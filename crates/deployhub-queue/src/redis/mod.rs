//! Redis queue provider.

pub mod client;
pub mod queue;

pub use client::RedisClient;
pub use queue::RedisTaskQueue;
//! Whole-file replacement inside the watched directory.

use std::path::Path;

use tokio::fs;
use tokio::io::AsyncWriteExt;
use uuid::Uuid;

use deployhub_core::error::{AppError, ErrorKind};
use deployhub_core::result::AppResult;

/// Write `contents` to `dir/file_name` via a temp file and rename.
///
/// The temp file is a dotfile in the same directory so the rename stays
/// on one filesystem; watchers only ever see the old or the new file.
pub async fn write_atomic(dir: &Path, file_name: &str, contents: &[u8]) -> AppResult<()> {
    fs::create_dir_all(dir).await.map_err(|e| {
        AppError::with_source(
            ErrorKind::Gateway,
            format!("Failed to create config directory: {}", dir.display()),
            e,
        )
    })?;

    let final_path = dir.join(file_name);
    let temp_path = dir.join(format!(".{file_name}.{}.tmp", Uuid::new_v4().simple()));

    if let Err(e) = write_synced(&temp_path, contents).await {
        let _ = fs::remove_file(&temp_path).await;
        return Err(AppError::with_source(
            ErrorKind::Gateway,
            format!("Failed to write config file: {}", temp_path.display()),
            e,
        ));
    }

    if let Err(e) = fs::rename(&temp_path, &final_path).await {
        let _ = fs::remove_file(&temp_path).await;
        return Err(AppError::with_source(
            ErrorKind::Gateway,
            format!("Failed to replace config file: {}", final_path.display()),
            e,
        ));
    }

    Ok(())
}

async fn write_synced(path: &Path, contents: &[u8]) -> std::io::Result<()> {
    let mut file = fs::File::create(path).await?;
    file.write_all(contents).await?;
    file.sync_all().await
}

/// Delete `path`; a missing file is not an error.
pub async fn remove_if_exists(path: &Path) -> AppResult<bool> {
    match fs::remove_file(path).await {
        Ok(()) => Ok(true),
        Err(e) if e.kind() == std::io::ErrorKind::NotFound => Ok(false),
        Err(e) => Err(AppError::with_source(
            ErrorKind::Gateway,
            format!("Failed to remove config file: {}", path.display()),
            e,
        )),
    }
}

————

**What you have to do:** Restate every line of the data word for word.

**Output:**
filename crates/deployhub-queue/src/redis/mod.rs
//! Redis queue provider.

pub mod client;
pub mod queue;

pub use client::RedisClient;
pub use queue::RedisTaskQueue;
//! Whole-file replacement inside the watched directory.

use std::path::Path;

use tokio::fs;
use tokio::io::AsyncWriteExt;
use uuid::Uuid;

use deployhub_core::error::{AppError, ErrorKind};
use deployhub_core::result::AppResult;

/// Write `contents` to `dir/file_name` via a temp file and rename.
///
/// The temp file is a dotfile in the same directory so the rename stays
/// on one filesystem; watchers only ever see the old or the new file.
pub async fn write_atomic(dir: &Path, file_name: &str, contents: &[u8]) -> AppResult<()> {
    fs::create_dir_all(dir).await.map_err(|e| {
        AppError::with_source(
            ErrorKind::Gateway,
            format!("Failed to create config directory: {}", dir.display()),
            e,
        )
    })?;

    let final_path = dir.join(file_name);
    let temp_path = dir.join(format!(".{file_name}.{}.tmp", Uuid::new_v4().simple()));

    if let Err(e) = write_synced(&temp_path, contents).await {
        let _ = fs::remove_file(&temp_path).await;
        return Err(AppError::with_source(
            ErrorKind::Gateway,
            format!("Failed to write config file: {}", temp_path.display()),
            e,
        ));
    }

    if let Err(e) = fs::rename(&temp_path, &final_path).await {
        let _ = fs::remove_file(&temp_path).await;
        return Err(AppError::with_source(
            ErrorKind::Gateway,
            format!("Failed to replace config file: {}", final_path.display()),
            e,
        ));
    }

    Ok(())
}

async fn write_synced(path: &Path, contents: &[u8]) -> std::io::Result<()> {
    let mut file = fs::File::create(path).await?;
    file.write_all(contents).await?;
    file.sync_all().await
}

/// Delete `path`; a missing file is not an error.
pub async fn remove_if_exists(path: &Path) -> AppResult<bool> {
    match fs::remove_file(path).await {
        Ok(()) => Ok(true),
        Err(e) if e.kind() == std::io::ErrorKind::NotFound => Ok(false),
        Err(e) => Err(AppError::with_source(
            ErrorKind::Gateway,
            format!("Failed to remove config file: {}", path.display()),
            e,
        )),
    }
}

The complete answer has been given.